(Stored items)

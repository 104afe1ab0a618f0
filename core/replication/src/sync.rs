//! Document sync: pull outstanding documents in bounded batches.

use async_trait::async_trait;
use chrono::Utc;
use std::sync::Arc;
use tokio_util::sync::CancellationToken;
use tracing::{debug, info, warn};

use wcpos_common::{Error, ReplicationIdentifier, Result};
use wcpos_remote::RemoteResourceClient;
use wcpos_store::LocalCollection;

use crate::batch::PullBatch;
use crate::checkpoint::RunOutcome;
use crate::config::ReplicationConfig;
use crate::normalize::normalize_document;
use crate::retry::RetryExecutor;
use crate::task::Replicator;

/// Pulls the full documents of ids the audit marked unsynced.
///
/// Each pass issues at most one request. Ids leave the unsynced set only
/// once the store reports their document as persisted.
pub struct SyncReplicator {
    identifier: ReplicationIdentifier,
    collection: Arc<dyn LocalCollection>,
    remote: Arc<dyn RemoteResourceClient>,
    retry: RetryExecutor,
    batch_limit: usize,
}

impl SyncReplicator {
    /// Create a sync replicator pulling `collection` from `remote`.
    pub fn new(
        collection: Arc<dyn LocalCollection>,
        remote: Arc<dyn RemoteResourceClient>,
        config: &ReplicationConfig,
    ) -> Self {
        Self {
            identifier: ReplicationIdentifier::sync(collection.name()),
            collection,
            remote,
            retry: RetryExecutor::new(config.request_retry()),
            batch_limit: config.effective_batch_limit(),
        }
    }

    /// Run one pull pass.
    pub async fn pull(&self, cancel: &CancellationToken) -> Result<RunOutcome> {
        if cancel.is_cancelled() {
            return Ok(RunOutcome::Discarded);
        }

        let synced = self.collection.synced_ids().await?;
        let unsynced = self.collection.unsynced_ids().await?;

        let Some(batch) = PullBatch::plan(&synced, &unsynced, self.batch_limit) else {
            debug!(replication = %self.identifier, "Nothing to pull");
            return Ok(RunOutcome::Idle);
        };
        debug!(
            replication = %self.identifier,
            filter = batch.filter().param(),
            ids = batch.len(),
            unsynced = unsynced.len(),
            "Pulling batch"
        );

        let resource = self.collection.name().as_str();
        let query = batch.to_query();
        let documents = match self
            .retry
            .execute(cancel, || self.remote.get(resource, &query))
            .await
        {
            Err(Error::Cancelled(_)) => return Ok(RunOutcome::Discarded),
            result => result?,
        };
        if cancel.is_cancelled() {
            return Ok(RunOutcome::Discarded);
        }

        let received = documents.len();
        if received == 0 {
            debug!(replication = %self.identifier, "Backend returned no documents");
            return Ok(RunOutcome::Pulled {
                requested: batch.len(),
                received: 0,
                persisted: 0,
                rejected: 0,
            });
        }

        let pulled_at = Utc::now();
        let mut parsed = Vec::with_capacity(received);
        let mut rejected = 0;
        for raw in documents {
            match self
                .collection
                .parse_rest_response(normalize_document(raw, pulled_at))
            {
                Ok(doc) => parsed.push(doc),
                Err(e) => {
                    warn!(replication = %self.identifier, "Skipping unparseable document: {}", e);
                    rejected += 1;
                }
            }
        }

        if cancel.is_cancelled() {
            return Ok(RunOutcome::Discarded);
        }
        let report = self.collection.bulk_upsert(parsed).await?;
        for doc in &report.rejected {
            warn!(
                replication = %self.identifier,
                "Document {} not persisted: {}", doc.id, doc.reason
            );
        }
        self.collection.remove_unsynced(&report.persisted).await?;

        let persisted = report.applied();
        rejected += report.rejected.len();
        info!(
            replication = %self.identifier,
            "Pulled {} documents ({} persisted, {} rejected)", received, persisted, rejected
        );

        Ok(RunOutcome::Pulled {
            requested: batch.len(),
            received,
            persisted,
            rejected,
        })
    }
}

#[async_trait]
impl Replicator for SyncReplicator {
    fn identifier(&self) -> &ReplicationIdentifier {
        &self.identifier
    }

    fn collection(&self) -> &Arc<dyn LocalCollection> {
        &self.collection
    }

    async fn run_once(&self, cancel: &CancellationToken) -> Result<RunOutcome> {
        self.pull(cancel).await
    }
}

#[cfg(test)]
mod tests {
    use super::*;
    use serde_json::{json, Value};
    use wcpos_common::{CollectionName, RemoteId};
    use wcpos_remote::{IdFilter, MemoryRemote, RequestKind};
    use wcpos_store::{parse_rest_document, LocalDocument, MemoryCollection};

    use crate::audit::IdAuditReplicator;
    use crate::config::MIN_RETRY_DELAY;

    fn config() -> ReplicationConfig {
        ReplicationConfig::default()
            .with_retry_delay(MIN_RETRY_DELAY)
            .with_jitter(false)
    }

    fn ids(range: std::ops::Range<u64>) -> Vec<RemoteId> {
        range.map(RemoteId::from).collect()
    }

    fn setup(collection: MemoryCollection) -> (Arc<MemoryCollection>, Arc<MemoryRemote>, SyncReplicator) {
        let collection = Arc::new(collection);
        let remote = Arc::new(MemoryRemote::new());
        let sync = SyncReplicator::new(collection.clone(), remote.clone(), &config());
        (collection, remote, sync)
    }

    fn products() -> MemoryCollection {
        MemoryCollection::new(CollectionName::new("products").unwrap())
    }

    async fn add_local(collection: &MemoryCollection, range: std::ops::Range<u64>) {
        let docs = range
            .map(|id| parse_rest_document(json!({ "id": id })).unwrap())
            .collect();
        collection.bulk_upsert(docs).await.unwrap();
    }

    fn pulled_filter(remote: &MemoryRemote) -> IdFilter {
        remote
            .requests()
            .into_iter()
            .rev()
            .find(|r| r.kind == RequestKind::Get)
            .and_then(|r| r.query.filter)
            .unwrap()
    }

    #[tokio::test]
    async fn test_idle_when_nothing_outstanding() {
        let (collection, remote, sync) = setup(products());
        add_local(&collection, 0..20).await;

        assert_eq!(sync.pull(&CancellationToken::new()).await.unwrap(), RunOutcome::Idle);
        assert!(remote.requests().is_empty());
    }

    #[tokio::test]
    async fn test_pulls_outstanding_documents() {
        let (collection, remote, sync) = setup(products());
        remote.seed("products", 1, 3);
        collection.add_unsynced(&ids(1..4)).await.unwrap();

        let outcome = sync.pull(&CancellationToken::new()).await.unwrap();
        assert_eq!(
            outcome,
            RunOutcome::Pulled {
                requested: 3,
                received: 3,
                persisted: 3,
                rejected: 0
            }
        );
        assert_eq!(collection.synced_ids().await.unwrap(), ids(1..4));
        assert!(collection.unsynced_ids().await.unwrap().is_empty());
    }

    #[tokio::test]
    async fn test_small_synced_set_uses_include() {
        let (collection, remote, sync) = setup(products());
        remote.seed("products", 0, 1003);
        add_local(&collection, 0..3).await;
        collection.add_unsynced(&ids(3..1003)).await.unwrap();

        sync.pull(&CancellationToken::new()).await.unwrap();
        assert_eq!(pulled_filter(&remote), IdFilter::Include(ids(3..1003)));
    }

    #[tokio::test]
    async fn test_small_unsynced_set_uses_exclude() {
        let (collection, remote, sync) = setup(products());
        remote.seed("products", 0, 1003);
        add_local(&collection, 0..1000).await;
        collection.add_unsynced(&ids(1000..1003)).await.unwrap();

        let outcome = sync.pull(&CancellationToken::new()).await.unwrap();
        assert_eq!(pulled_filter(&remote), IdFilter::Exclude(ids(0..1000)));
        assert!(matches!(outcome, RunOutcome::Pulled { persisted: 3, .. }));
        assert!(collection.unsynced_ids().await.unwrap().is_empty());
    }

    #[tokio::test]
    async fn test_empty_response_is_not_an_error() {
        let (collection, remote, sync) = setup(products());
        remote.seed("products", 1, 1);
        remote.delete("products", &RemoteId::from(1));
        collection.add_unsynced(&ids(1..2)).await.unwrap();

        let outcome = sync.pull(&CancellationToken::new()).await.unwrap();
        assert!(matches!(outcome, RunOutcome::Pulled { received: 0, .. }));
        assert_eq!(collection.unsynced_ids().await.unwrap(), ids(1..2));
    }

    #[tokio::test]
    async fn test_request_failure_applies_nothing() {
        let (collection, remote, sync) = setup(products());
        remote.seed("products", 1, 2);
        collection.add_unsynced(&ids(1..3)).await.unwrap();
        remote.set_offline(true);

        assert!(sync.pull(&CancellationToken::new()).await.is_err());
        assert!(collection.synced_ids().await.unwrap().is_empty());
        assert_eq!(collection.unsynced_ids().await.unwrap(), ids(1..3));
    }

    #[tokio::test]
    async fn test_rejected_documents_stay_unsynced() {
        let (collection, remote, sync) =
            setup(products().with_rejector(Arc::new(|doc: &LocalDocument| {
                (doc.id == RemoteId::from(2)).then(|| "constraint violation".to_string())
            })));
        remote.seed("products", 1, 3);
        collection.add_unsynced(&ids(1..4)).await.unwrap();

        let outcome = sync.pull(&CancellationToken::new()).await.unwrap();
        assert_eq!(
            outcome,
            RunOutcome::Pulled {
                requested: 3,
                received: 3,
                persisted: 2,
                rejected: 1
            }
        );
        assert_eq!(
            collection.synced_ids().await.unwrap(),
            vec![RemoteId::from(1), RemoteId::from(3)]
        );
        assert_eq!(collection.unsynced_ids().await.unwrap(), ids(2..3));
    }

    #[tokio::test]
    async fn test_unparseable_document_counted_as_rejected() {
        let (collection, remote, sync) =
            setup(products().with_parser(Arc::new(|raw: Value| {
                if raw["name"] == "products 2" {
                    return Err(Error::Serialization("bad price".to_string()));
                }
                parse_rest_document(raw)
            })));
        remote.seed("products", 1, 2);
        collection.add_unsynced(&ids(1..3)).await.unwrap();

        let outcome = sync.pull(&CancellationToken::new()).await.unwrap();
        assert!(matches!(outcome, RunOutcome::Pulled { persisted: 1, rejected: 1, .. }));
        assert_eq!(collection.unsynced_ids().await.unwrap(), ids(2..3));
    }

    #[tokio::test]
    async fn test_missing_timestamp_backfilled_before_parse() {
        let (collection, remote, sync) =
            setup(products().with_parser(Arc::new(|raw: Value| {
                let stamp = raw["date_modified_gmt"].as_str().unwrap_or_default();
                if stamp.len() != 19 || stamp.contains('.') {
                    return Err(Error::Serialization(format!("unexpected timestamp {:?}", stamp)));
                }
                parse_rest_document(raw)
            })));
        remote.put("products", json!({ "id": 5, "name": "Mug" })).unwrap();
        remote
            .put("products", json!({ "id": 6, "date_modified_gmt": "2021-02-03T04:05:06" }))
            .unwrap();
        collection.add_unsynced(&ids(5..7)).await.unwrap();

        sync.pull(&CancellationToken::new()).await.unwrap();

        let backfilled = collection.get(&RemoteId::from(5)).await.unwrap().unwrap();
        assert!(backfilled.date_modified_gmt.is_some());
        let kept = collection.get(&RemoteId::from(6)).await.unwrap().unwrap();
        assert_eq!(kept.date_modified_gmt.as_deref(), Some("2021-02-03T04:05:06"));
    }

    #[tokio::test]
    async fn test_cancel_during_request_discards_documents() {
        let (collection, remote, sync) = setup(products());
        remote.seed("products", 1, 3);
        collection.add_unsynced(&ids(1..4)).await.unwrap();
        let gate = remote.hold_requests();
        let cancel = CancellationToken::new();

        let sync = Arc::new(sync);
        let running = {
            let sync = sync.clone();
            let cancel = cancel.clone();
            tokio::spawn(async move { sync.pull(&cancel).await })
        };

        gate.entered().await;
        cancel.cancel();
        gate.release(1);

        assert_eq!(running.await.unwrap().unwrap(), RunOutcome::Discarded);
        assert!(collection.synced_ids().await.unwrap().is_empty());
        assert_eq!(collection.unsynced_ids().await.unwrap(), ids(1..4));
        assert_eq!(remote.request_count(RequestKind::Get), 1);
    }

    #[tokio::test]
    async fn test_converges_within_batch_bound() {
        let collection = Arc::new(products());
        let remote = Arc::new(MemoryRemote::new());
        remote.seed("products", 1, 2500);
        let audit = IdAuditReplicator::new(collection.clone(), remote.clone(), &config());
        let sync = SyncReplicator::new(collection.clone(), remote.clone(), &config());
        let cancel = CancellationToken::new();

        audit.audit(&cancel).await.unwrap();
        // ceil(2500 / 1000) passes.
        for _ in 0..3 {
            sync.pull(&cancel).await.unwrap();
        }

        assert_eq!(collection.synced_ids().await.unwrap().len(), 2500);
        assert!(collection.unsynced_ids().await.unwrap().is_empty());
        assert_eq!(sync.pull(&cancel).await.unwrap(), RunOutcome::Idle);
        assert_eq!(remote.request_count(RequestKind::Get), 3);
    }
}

**BRIEF**
What you return should be exactly the lines above, starting at the one with "self.collection.remove_unsynced(&report.persisted).await?;" and ending at the one with "#[cfg(test)]", and nothing else.

**OUTPUT FOR THIS TASK**
        self.collection.remove_unsynced(&report.persisted).await?;

        let persisted = report.applied();
        rejected += report.rejected.len();
        info!(
            replication = %self.identifier,
            "Pulled {} documents ({} persisted, {} rejected)", received, persisted, rejected
        );

        Ok(RunOutcome::Pulled {
            requested: batch.len(),
            received,
            persisted,
            rejected,
        })
    }
}

#[async_trait]
impl Replicator for SyncReplicator {
    fn identifier(&self) -> &ReplicationIdentifier {
        &self.identifier
    }

    fn collection(&self) -> &Arc<dyn LocalCollection> {
        &self.collection
    }

    async fn run_once(&self, cancel: &CancellationToken) -> Result<RunOutcome> {
        self.pull(cancel).await
    }
}

#[cfg(test)]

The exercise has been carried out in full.